Pennsylvania enthusiastically joined that wave. That was when the Grand Dragon of Pennsylvania decided to display the Klan’s newfound power in a show of force. He chose a small town outside of Pittsburgh named after Andrew Carnegie, a small, unassuming borough full of Catholics and Jews, the perfect place to teach immigrants a “lesson.” Some thirty thousand members of the Klan gathered from as far as Kentucky for “Karnegie Day.” After initiating new members, they armed themselves with torches and guns to descend upon the town to show them exactly what Americanism was all about.

The Day the Klan Came to Town is a fictionalized retelling of the riot, focusing on a Sicilian immigrant, Primo Salerno. He is not a leader; he’s a man with a troubled past. He was pulled from the sulfur mines of Sicily as a teen to fight in the First World War. Afterward, he became the focus of a local fascist and was forced to emigrate to the United States. He doesn’t want to fight but feels that he may have no choice. The entire town needs him—and indeed everybody—to make a stand.

Praise for the Book: 

“A piece of American history in all its ugliness told as an astonishing coming together of misfits to stand up against a common threat. Bill brings an international scope to the history and a concise understanding of politics to the story. Bizhan’s art is dazzling. This is a book for our times.”

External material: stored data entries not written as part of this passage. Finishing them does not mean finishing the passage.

//! Integration tests for the front end.
//!
//! These tests go through the public API only: source files on disk or in
//! memory are lexed lazily, parsed into a module, and errors are rendered the
//! way the command line tool prints them.

use std::fs;

use quill::{
    ast::statements::StmtKind,
    errors::errors::{ErrorCategory, ErrorImpl},
    lexer::lexer::tokenize,
    parse_file, parse_source,
};

const PROGRAM: &str = r#"import std.io as io

// A small program touching most of the grammar.
@Doc("2D point")
public class Point extends Shape implements Eq {
    private Int x = 0
    private Int y = 0

    def length() -> Float {
        return (this.x ** 2 + this.y ** 2) ** 0.5
    }

    operator +(Point other) -> Point {
        return new Point(x=this.x + other.x, y=this.y + other.y)
    }

    abstract def area() -> Float
}

List[Int] squares = [n * n for n in 0..10 if n % 2 == 0]
Int total, count = 0, 0
for square in squares {
    total += square
    count++
}

/* the summary
   spans lines */
String message = f"total {total} over {count} values"
if count > 0 and not quiet {
    io.print(message)
} else {
    io.print("nothing to do")
}
"#;

#[test]
fn test_parse_program_from_file() {
    let dir = tempfile::tempdir().expect("tempdir");
    let path = dir.path().join("program.ql");
    fs::write(&path, PROGRAM).expect("write source");

    let module = parse_file(&path).expect("program parses");

    assert_eq!(module.file.as_str(), path.to_string_lossy());
    let kinds: Vec<&str> = module
        .iter()
        .map(|stmt| match stmt.kind {
            StmtKind::Import { .. } => "import",
            StmtKind::Class(_) => "class",
            StmtKind::Declaration(_) => "declaration",
            StmtKind::Assign { .. } => "assign",
            StmtKind::For { .. } => "for",
            StmtKind::If { .. } => "if",
            _ => "other",
        })
        .collect();
    assert_eq!(
        kinds,
        vec!["import", "class", "declaration", "assign", "for", "declaration", "if"]
    );

    let StmtKind::Class(class) = &module.body[1].kind else {
        panic!("expected a class");
    };
    assert_eq!(class.decorations.annotations[0].name, "Doc");
    assert_eq!(class.body.body.len(), 5);
    assert_eq!(module.body[1].line.number, 5);
    assert_eq!(module.body[5].line.number, 29);
}

#[test]
fn test_parse_file_reports_error_position() {
    let dir = tempfile::tempdir().expect("tempdir");
    let path = dir.path().join("broken.ql");
    fs::write(&path, "x = 1\ny = \"ok\nstill ok\"\nz = (1 + )\n").expect("write source");

    let error = parse_file(&path).expect_err("source is malformed");

    assert_eq!(error.category(), ErrorCategory::Syntax);
    assert_eq!(error.get_line().number, 4);
    assert_eq!(error.get_line().column, 9);
    assert_eq!(error.get_line().file.as_str(), path.to_string_lossy());
}

#[test]
fn test_parse_missing_file() {
    let dir = tempfile::tempdir().expect("tempdir");
    let error = parse_file(dir.path().join("absent.ql")).expect_err("file does not exist");

    assert!(matches!(error.get_impl(), ErrorImpl::Io { .. }));
}

#[test]
fn test_error_rendering() {
    let error = parse_source("x = (1 + )", Some("test.ql".to_string())).expect_err("malformed");

    assert_eq!(
        error.to_string(),
        "SyntaxError: illegal token \")\" (test.ql:1:10)\nx = (1 + )\n         ^"
    );
}

#[test]
fn test_error_rendering_with_tip() {
    let error = parse_source("if a && b {\n}", None).expect_err("malformed");

    let rendered = error.to_string();
    assert!(rendered.starts_with("SyntaxError: invalid token: \"&&\" (shell:1:6)"));
    assert!(rendered.contains("tip: use `and` for logical conjunction"));
    assert!(rendered.ends_with("if a && b {\n     ^"));
}

#[test]
fn test_error_caret_under_multi_line_string() {
    let error = parse_source("s = \"one\ntwo\" + !x", None).expect_err("malformed");

    assert_eq!(error.get_line().number, 2);
    assert!(error.to_string().ends_with("s = \"one\ntwo\" + !x\n       ^"));
}

#[test]
fn test_unterminated_string_reports_opening_line() {
    let error = parse_source("x = 1\ny = \"never\nclosed\n", None).expect_err("malformed");

    assert_eq!(error.get_impl(), &ErrorImpl::UnterminatedString);
    assert_eq!(error.get_line().number, 2);
}

#[test]
fn test_tokenize_and_parse_agree_on_lines() {
    let source = "a = 1\n\nb = \"x\ny\"\nc = 2";
    let tokens = tokenize(source, None).expect("lexes");
    let module = parse_source(source, None).expect("parses");

    let token_lines: Vec<usize> = tokens
        .iter()
        .filter(|token| token.kind == quill::lexer::tokens::TokenKind::Name)
        .map(|token| token.line.number)
        .collect();
    let stmt_lines: Vec<usize> = module.iter().map(|stmt| stmt.line.number).collect();

    assert_eq!(token_lines, stmt_lines);
}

—Thi Bui, author of The Best We Could Do

“So often, in times of unrest, we raise our heads up from the crowds of protesters and clouds of tear gas and wonder, ‘How did we get here?’ Fortunately, Bill Campbell and Bizhan Khodabandeh are here to remind you of the history that so informs our present. With incisive dialog and inviting cartooning, the creative team brings you into a past where the construction of whiteness was contested, cross-cultural alliances kept the United States growing, and the people on the ground reminded those in power that fascism was an unwelcome plague that every real American will stand and fight. Despite being about the past, you will not find a timelier graphic novel.”

—Damian Duffy, author of Octavia Butler’s Kindred: A Graphic Novel Adaptation

“A fearless, brutal account of American history filtered through one town’s relationship to immigration, identity, and ‘othering.’ The Day the Klan Came to Town lays history bare, making centuries-long connections to today. Vital.”

—Nate Powell, illustrator of March

“Bill Campbell continues to do society a service by sharing the important stories that help us to be better. Understanding American history will put us on a path to being better than our past selves. The Day the Klan Came to Town is an example of an uncelebrated story that show us where we have been and helps us grow into the society we need to be.”

—Joel Christian Gill, illustrator of Strange Fruit

“Sound familiar?: An invading hate group, a corrupt police force, and ineffectual government force a diverse cross-section of town residents to fight back. Through the use of comics, intensive research, and their vivid imaginations, Campbell and Khodabandeh bring to life the infamous ‘Karnegie Day’ riot of August 25, 1923. Carnegie’s largely Catholic townspeople resist internal resentments and infighting to band together against the Klan. Throughout the narrative we get a sense of the town’s history and the immigrants who settled there—ironically many of them fleeing persecution in their home countries. This nearly-century-old story is echoed in today’s movements for social change.